## How to complete this task
Once you have read the records below, report how many lines contain the word "attribute", and give nothing besides that number.

## Extracted entries

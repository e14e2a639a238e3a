//! HTML rendering of a [`Report`].

use std::fmt::Write;

use super::{BodySection, QuerySection, Report, Row};

const HTML_HEAD: &str = r#"<!DOCTYPE html>
<html lang="en">
<head>
    <meta charset="utf-8">
    <meta name="viewport" content="width=device-width, initial-scale=1.0">
    <title>CGI Environment Dump</title>
    <style>
        body { font-family: monospace; margin: 20px; background: #1a1a2e; color: #eee; }
        h1 { color: #00d9ff; }
        h2 { color: #ff6b6b; margin-top: 30px; }
        table { border-collapse: collapse; width: 100%; margin: 10px 0; }
        th, td { border: 1px solid #444; padding: 8px; text-align: left; }
        th { background: #16213e; color: #00d9ff; }
        td { background: #0f3460; }
        .key { color: #ffd93d; font-weight: bold; }
        .success { color: #6bcb77; }
        .warning { color: #ffd93d; }
        .error { color: #ff6b6b; }
        .method { color: #00d9ff; font-weight: bold; }
        .form-section { background: #16213e; padding: 20px; margin: 20px 0; border-radius: 5px; }
        input[type="text"], textarea {
            background: #0f3460; color: #eee; border: 1px solid #444;
            padding: 8px; margin: 5px 0; width: 300px;
        }
        button {
            background: #00d9ff; color: #1a1a2e; border: none;
            padding: 10px 20px; cursor: pointer; font-weight: bold;
        }
        button:hover { background: #00b8d4; }
        .raw-data {
            background: #0f3460; padding: 10px; border: 1px solid #444;
            white-space: pre-wrap; word-wrap: break-word; max-height: 300px; overflow-y: auto;
        }
    </style>
</head>
<body>
    <h1>🚀 CGI Environment Dump</h1>
    <p class="success">✅ CGI is working!</p>
"#;

const HTML_FOOTER: &str = r#"    <div class="form-section">
        <h2>🧪 Test Forms</h2>

        <h3>GET Request Test</h3>
        <form method="GET">
            <input type="text" name="name" placeholder="Your name" value="Alice">
            <input type="text" name="age" placeholder="Your age" value="30">
            <button type="submit">Send GET Request</button>
        </form>

        <h3>POST Request Test</h3>
        <form method="POST">
            <input type="text" name="username" placeholder="Username" value="testuser"><br>
            <input type="text" name="email" placeholder="Email" value="test@example.com"><br>
            <textarea name="message" placeholder="Your message" rows="3">Hello from POST!</textarea><br>
            <button type="submit">Send POST Request</button>
        </form>
    </div>
</body>
</html>
"#;

const TABLE_KV_HEADER: &str = "    <table>\n        <tr><th>Key</th><th>Value</th></tr>\n";
const TABLE_VAR_HEADER: &str = "    <table>\n        <tr><th>Variable</th><th>Value</th></tr>\n";
const TABLE_END: &str = "    </table>\n";

fn push_rows(out: &mut String, rows: &[Row]) {
    for row in rows {
        let _ = writeln!(
            out,
            "        <tr><td class='key'>{}</td><td>{}</td></tr>",
            row.key, row.value
        );
    }
}

fn push_message_row(out: &mut String, message: &str) {
    let _ = writeln!(
        out,
        "        <tr><td colspan='2'><em>{}</em></td></tr>",
        message
    );
}

fn render_cgi_vars(out: &mut String, report: &Report) {
    out.push_str("    <h2>📋 CGI Environment Variables</h2>\n");
    out.push_str(TABLE_VAR_HEADER);
    push_rows(out, &report.cgi_vars);
    out.push_str(TABLE_END);
}

fn render_query(out: &mut String, report: &Report) {
    out.push_str("    <h2>🔍 Query Parameters (GET)</h2>\n");
    out.push_str(TABLE_KV_HEADER);
    match &report.query {
        QuerySection::NoParameters => push_message_row(out, "No query parameters"),
        QuerySection::Params(rows) => push_rows(out, rows),
    }
    out.push_str(TABLE_END);
}

fn render_body(out: &mut String, report: &Report) {
    out.push_str("    <h2>📮 POST Data</h2>\n");

    if report.body == BodySection::NotPost {
        out.push_str("    <p class='warning'>⚠️ Not a POST request</p>\n");
        return;
    }

    out.push_str(TABLE_KV_HEADER);
    match &report.body {
        BodySection::NotPost | BodySection::NoData => push_message_row(out, "No POST data"),
        BodySection::Fields(rows) => push_rows(out, rows),
        BodySection::Error(message) => {
            let _ = writeln!(
                out,
                "        <tr><td colspan='2' class='error'>Error parsing: {}</td></tr>",
                message
            );
        }
    }
    out.push_str(TABLE_END);

    if let Some(preview) = &report.raw_preview {
        out.push_str("    <h3>Raw POST Data</h3>\n");
        out.push_str("    <div class='raw-data'>\n");
        let _ = writeln!(out, "    {}", preview.text);
        if let Some(total) = preview.truncated_from {
            let _ = writeln!(out, "    ... (truncated, {} bytes total)", total);
        }
        out.push_str("    </div>\n");
    }
}

fn render_environment(out: &mut String, report: &Report) {
    out.push_str("    <h2>🔧 All Environment Variables</h2>\n");
    out.push_str(TABLE_VAR_HEADER);
    push_rows(out, &report.environment);
    out.push_str(TABLE_END);
}

fn render_runtime(out: &mut String, report: &Report) {
    out.push_str("    <h2>ℹ️ Runtime Info</h2>\n");
    for line in &report.runtime {
        let _ = writeln!(out, "    <p>{}: {}</p>", line.label, line.value);
    }
}

/// Render the full HTML page for a report.
pub fn render_html(report: &Report) -> String {
    let mut out = String::with_capacity(
        HTML_HEAD.len() + HTML_FOOTER.len() + 128 * (report.environment.len() + 32),
    );

    out.push_str(HTML_HEAD);
    let _ = writeln!(
        out,
        "    <p class=\"method\">Request Method: {}</p>",
        report.method
    );
    render_cgi_vars(&mut out, report);
    render_query(&mut out, report);
    render_body(&mut out, report);
    render_environment(&mut out, report);
    render_runtime(&mut out, report);
    out.push_str(HTML_FOOTER);

    out
}
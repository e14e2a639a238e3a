//! Basic HTTP tests: page layout, query parameters, escaping, headers.

use crate::helpers::*;
use env_dump::config::ServerConfig;
use env_dump::request::BodyLimits;
use reqwest::StatusCode;

/// Test GET request renders the full page
#[tokio::test]
async fn test_get_renders_report() {
    let server = TestServer::start().await;
    let resp = server.get("/cgi-bin/env").await;

    assert_status(&resp, StatusCode::OK);
    assert_header(&resp, "content-type", "text/html; charset=utf-8");

    let body = resp.text().await.unwrap();
    assert!(body.starts_with("<!DOCTYPE html>"));
    assert_contains_all(
        &body,
        &[
            "Request Method: GET",
            "📋 CGI Environment Variables",
            &row("GATEWAY_INTERFACE", "CGI/1.1"),
            &row("REQUEST_METHOD", "GET"),
            &row("SCRIPT_NAME", "/cgi-bin/env"),
            &row("QUERY_STRING", ""),
            &row("PATH_INFO", "<em>(not set)</em>"),
            "<em>No query parameters</em>",
            "⚠️ Not a POST request",
            "🔧 All Environment Variables",
            "ℹ️ Runtime Info",
        ],
    );
}

/// Test query parameters are decoded, sorted and joined
#[tokio::test]
async fn test_query_params_sorted() {
    let server = TestServer::start().await;
    let resp = server.get("/?name=Alice&age=30&tag=a&tag=b&empty=").await;

    assert_status(&resp, StatusCode::OK);
    let body = resp.text().await.unwrap();

    let age = body.find(&row("age", "30")).expect("age row");
    let empty = body.find(&row("empty", "")).expect("empty row");
    let name = body.find(&row("name", "Alice")).expect("name row");
    let tag = body.find(&row("tag", "a, b")).expect("tag row");
    assert!(age < empty && empty < name && name < tag);
}

/// Test query values are escaped, never echoed raw
#[tokio::test]
async fn test_query_params_escaped() {
    let server = TestServer::start().await;
    let resp = server
        .get("/?q=%3Cscript%3Ealert(%22x%22)%3C%2Fscript%3E&amp=a%26b")
        .await;

    let body = resp.text().await.unwrap();
    assert!(!body.contains("<script>"));
    assert_contains_all(
        &body,
        &[
            &row("q", "&lt;script&gt;alert(&quot;x&quot;)&lt;/script&gt;"),
            &row("amp", "a&amp;b"),
        ],
    );
}

/// Test request headers appear as HTTP_* variables
#[tokio::test]
async fn test_headers_become_cgi_vars() {
    let server = TestServer::start().await;
    let resp = server
        .get_with_headers("/", &[("user-agent", "probe/<1.0>"), ("x-custom", "hello")])
        .await;

    let body = resp.text().await.unwrap();
    assert_contains_all(
        &body,
        &[
            &row("HTTP_USER_AGENT", "probe/&lt;1.0&gt;"),
            &row("HTTP_X_CUSTOM", "hello"),
            &row("REMOTE_ADDR", "127.0.0.1"),
        ],
    );
}

/// Test request ID is generated when absent
#[tokio::test]
async fn test_request_id_generated() {
    let server = TestServer::start().await;
    let resp = server.get("/").await;

    assert_has_header(&resp, "x-request-id");
    let id = resp.headers()["x-request-id"].to_str().unwrap();
    assert_eq!(id.len(), 32);
}

/// Test client request ID is echoed back
#[tokio::test]
async fn test_request_id_echoed() {
    let server = TestServer::start().await;
    let resp = server
        .get_with_headers("/", &[("x-request-id", "trace-abc-123")])
        .await;

    assert_header(&resp, "x-request-id", "trace-abc-123");
}

/// Test any method is answered with a report
#[tokio::test]
async fn test_put_is_not_post() {
    let server = TestServer::start().await;
    let resp = server
        .client
        .put(format!("{}/", server.base_url))
        .header("content-type", "application/x-www-form-urlencoded")
        .body("a=1")
        .send()
        .await
        .unwrap();

    assert_status(&resp, StatusCode::OK);
    let body = resp.text().await.unwrap();
    assert_contains_all(&body, &["Request Method: PUT", "⚠️ Not a POST request"]);
    assert!(!body.contains("Raw POST Data"));
}

/// Test the server's own environment stays hidden unless enabled
#[tokio::test]
async fn test_process_env_hidden_by_default() {
    let server = TestServer::start().await;
    let body = server.get("/").await.text().await.unwrap();
    assert!(!body.contains("<td class='key'>PATH</td>"));
    assert_contains_all(&body, &[&row("REQUEST_METHOD", "GET")]);

    let config = ServerConfig::new("127.0.0.1:0".parse().unwrap()).with_process_env(true);
    let server = TestServer::start_with_config(config, BodyLimits::default()).await;
    let body = server.get("/").await.text().await.unwrap();
    assert!(body.contains("<td class='key'>PATH</td>"));
}
//! HTML escaping for untrusted values.

use std::borrow::Cow;

/// Rendered in place of an absent value.
///
/// Contains markup, so it can never collide with an escaped real value.
pub const NOT_SET: &str = "<em>(not set)</em>";

#[inline]
fn needs_escape(s: &str) -> bool {
    s.bytes()
        .any(|b| matches!(b, b'&' | b'<' | b'>' | b'"' | b'\''))
}

/// Escape a string for embedding in HTML text or a quoted attribute.
///
/// Borrows the input when nothing needs replacing.
pub fn escape_str(s: &str) -> Cow<'_, str> {
    if !needs_escape(s) {
        return Cow::Borrowed(s);
    }

    let mut out = String::with_capacity(s.len() + 16);
    for c in s.chars() {
        match c {
            '&' => out.push_str("&amp;"),
            '<' => out.push_str("&lt;"),
            '>' => out.push_str("&gt;"),
            '"' => out.push_str("&quot;"),
            '\'' => out.push_str("&#x27;"),
            _ => out.push(c),
        }
    }
    Cow::Owned(out)
}

/// Escape an optional value; `None` renders as [`NOT_SET`].
#[inline]
pub fn escape(value: Option<&str>) -> Cow<'_, str> {
    match value {
        Some(s) => escape_str(s),
        None => Cow::Borrowed(NOT_SET),
    }
}
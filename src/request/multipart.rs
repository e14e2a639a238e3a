//! Multipart form data parsing.

use bytes::Bytes;
use futures_util::stream;
use multer::Multipart;

use crate::types::{FieldMap, FormField};

/// Extract the `boundary` parameter from a multipart content type.
///
/// The parameter name is matched case-insensitively and surrounding quotes
/// are stripped.
pub fn extract_boundary(content_type: &str) -> Option<String> {
    content_type.split(';').skip(1).find_map(|part| {
        let trimmed = part.trim();
        let (name, value) = trimmed.split_once('=')?;
        if name.trim().eq_ignore_ascii_case("boundary") {
            let value = value.trim().trim_matches('"');
            (!value.is_empty()).then(|| value.to_string())
        } else {
            None
        }
    })
}

/// Parse multipart form data into form fields.
///
/// A part with a `filename` attribute becomes [`FormField::UploadedFile`]
/// without its content being read; any other part becomes
/// [`FormField::Value`] with its body decoded as lossy UTF-8.
pub async fn parse_multipart(content_type: &str, body: Bytes) -> Result<FieldMap, String> {
    tracing::debug!(
        content_type = content_type,
        body_len = body.len(),
        "parse_multipart: starting"
    );

    let boundary =
        extract_boundary(content_type).ok_or("Missing boundary in multipart content-type")?;

    tracing::debug!(boundary = %boundary, "parse_multipart: found boundary");

    let mut multipart = Multipart::new(
        stream::once(async { Ok::<_, std::io::Error>(body) }),
        boundary,
    );

    let mut fields = FieldMap::new();

    while let Some(field) = multipart.next_field().await.map_err(|e| e.to_string())? {
        let field_name = field.name().unwrap_or("").to_string();

        if let Some(file_name) = field.file_name() {
            let file_name = file_name.to_string();
            tracing::debug!(
                field_name = %field_name,
                file_name = %file_name,
                "parse_multipart: file part"
            );
            // Dropping the field lets multer skip over its content
            fields.push(field_name, FormField::UploadedFile(file_name));
        } else {
            let data = field.bytes().await.map_err(|e| e.to_string())?;
            let value = String::from_utf8_lossy(&data).into_owned();
            tracing::debug!(
                field_name = %field_name,
                value_len = value.len(),
                "parse_multipart: form field"
            );
            fields.push(field_name, FormField::Value(value));
        }
    }

    tracing::debug!(fields_count = fields.len(), "parse_multipart: completed");

    Ok(fields)
}
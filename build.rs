use std::process::Command;

fn main() {
    println!("cargo:rerun-if-changed=build.rs");
    println!("cargo:rerun-if-changed=.git/HEAD");

    // Short commit hash when building from a checkout, empty otherwise
    let hash = Command::new("git")
        .args(["rev-parse", "--short=8", "HEAD"])
        .output()
        .ok()
        .filter(|o| o.status.success())
        .map(|o| String::from_utf8_lossy(&o.stdout).trim().to_string())
        .unwrap_or_default();

    let dirty = !hash.is_empty()
        && Command::new("git")
            .args(["diff", "--quiet", "HEAD"])
            .status()
            .map(|s| !s.success())
            .unwrap_or(false);

    let version = if dirty {
        format!("{}-dirty", hash)
    } else {
        hash
    };

    println!("cargo:rustc-env=BUILD_VERSION={}", version);
}
//! POST body tests: urlencoded, multipart, raw preview, limits.

use crate::helpers::*;
use env_dump::request::BodyLimits;
use reqwest::multipart::{Form, Part};
use reqwest::StatusCode;

/// Test urlencoded form fields are decoded and sorted
#[tokio::test]
async fn test_post_urlencoded() {
    let server = TestServer::start().await;
    let resp = server
        .post_form(
            "/",
            &[("username", "testuser"), ("email", "test@example.com"), ("message", "a & b")],
        )
        .await;

    assert_status(&resp, StatusCode::OK);
    let body = resp.text().await.unwrap();

    let email = body.find(&row("email", "test@example.com")).expect("email row");
    let message = body.find(&row("message", "a &amp; b")).expect("message row");
    let username = body.find(&row("username", "testuser")).expect("username row");
    assert!(email < message && message < username);

    assert_contains_all(
        &body,
        &[
            "Request Method: POST",
            &row("CONTENT_TYPE", "application/x-www-form-urlencoded"),
            "Raw POST Data",
            "username=testuser&amp;email=test%40example.com&amp;message=a+%26+b",
        ],
    );
    assert!(!body.contains("Not a POST request"));
}

/// Test multipart text and file parts
#[tokio::test]
async fn test_post_multipart_with_file() {
    let server = TestServer::start().await;
    let form = Form::new().text("title", "<hello>").part(
        "upload",
        Part::bytes(b"file contents stay hidden".to_vec()).file_name("report.txt"),
    );

    let resp = server.post_multipart("/upload", form).await;

    assert_status(&resp, StatusCode::OK);
    let body = resp.text().await.unwrap();
    assert_contains_all(
        &body,
        &[
            &row("title", "&lt;hello&gt;"),
            &row("upload", "📁 File: report.txt"),
            "Raw POST Data",
        ],
    );
}

/// Test malformed multipart reports a parse error instead of failing
#[tokio::test]
async fn test_post_multipart_without_boundary() {
    let server = TestServer::start().await;
    let resp = server
        .post_raw("/", "multipart/form-data", b"--x\r\n\r\n".to_vec())
        .await;

    assert_status(&resp, StatusCode::OK);
    let body = resp.text().await.unwrap();
    assert_contains_all(
        &body,
        &["Error parsing: Missing boundary in multipart content-type"],
    );
}

/// Test non-form content types show only the raw preview
#[tokio::test]
async fn test_post_json_raw_only() {
    let server = TestServer::start().await;
    let resp = server
        .post_raw("/", "application/json", br#"{"key":"<v>"}"#.to_vec())
        .await;

    let body = resp.text().await.unwrap();
    assert_contains_all(
        &body,
        &[
            "<em>No POST data</em>",
            "{&quot;key&quot;:&quot;&lt;v&gt;&quot;}",
        ],
    );
}

/// Test empty POST body
#[tokio::test]
async fn test_post_empty() {
    let server = TestServer::start().await;
    let resp = server
        .post_raw("/", "application/x-www-form-urlencoded", Vec::new())
        .await;

    let body = resp.text().await.unwrap();
    assert_contains_all(&body, &["<em>No POST data</em>"]);
    assert!(!body.contains("Raw POST Data"));
}

/// Test raw preview truncation between 1000 and 10000 bytes
#[tokio::test]
async fn test_raw_preview_truncated() {
    let server = TestServer::start().await;
    let payload = format!("data={}", "x".repeat(4_995));
    let resp = server
        .post_raw("/", "application/x-www-form-urlencoded", payload.into_bytes())
        .await;

    let body = resp.text().await.unwrap();
    let preview = format!("    data={}\n    ... (truncated, 5000 bytes total)", "x".repeat(995));
    assert_contains_all(&body, &[&preview]);
}

/// Test raw preview is omitted for large bodies
#[tokio::test]
async fn test_raw_preview_omitted_for_large_body() {
    let server = TestServer::start().await;
    let payload = format!("data={}", "y".repeat(20_000));
    let resp = server
        .post_raw("/", "application/x-www-form-urlencoded", payload.into_bytes())
        .await;

    let body = resp.text().await.unwrap();
    assert!(body.contains("<tr><td class='key'>data</td><td>yyyy"));
    assert!(!body.contains("Raw POST Data"));
}

/// Test the body cap bounds what is decoded
#[tokio::test]
async fn test_body_cap() {
    let server = TestServer::start_with(BodyLimits { max_body_size: 8 }).await;
    let resp = server
        .post_raw("/", "application/x-www-form-urlencoded", b"a=1234567890&b=2".to_vec())
        .await;

    assert_status(&resp, StatusCode::OK);
    let body = resp.text().await.unwrap();
    assert_contains_all(&body, &[&row("a", "123456")]);
    assert!(!body.contains(&row("b", "2")));
}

## Solution to this exercise
2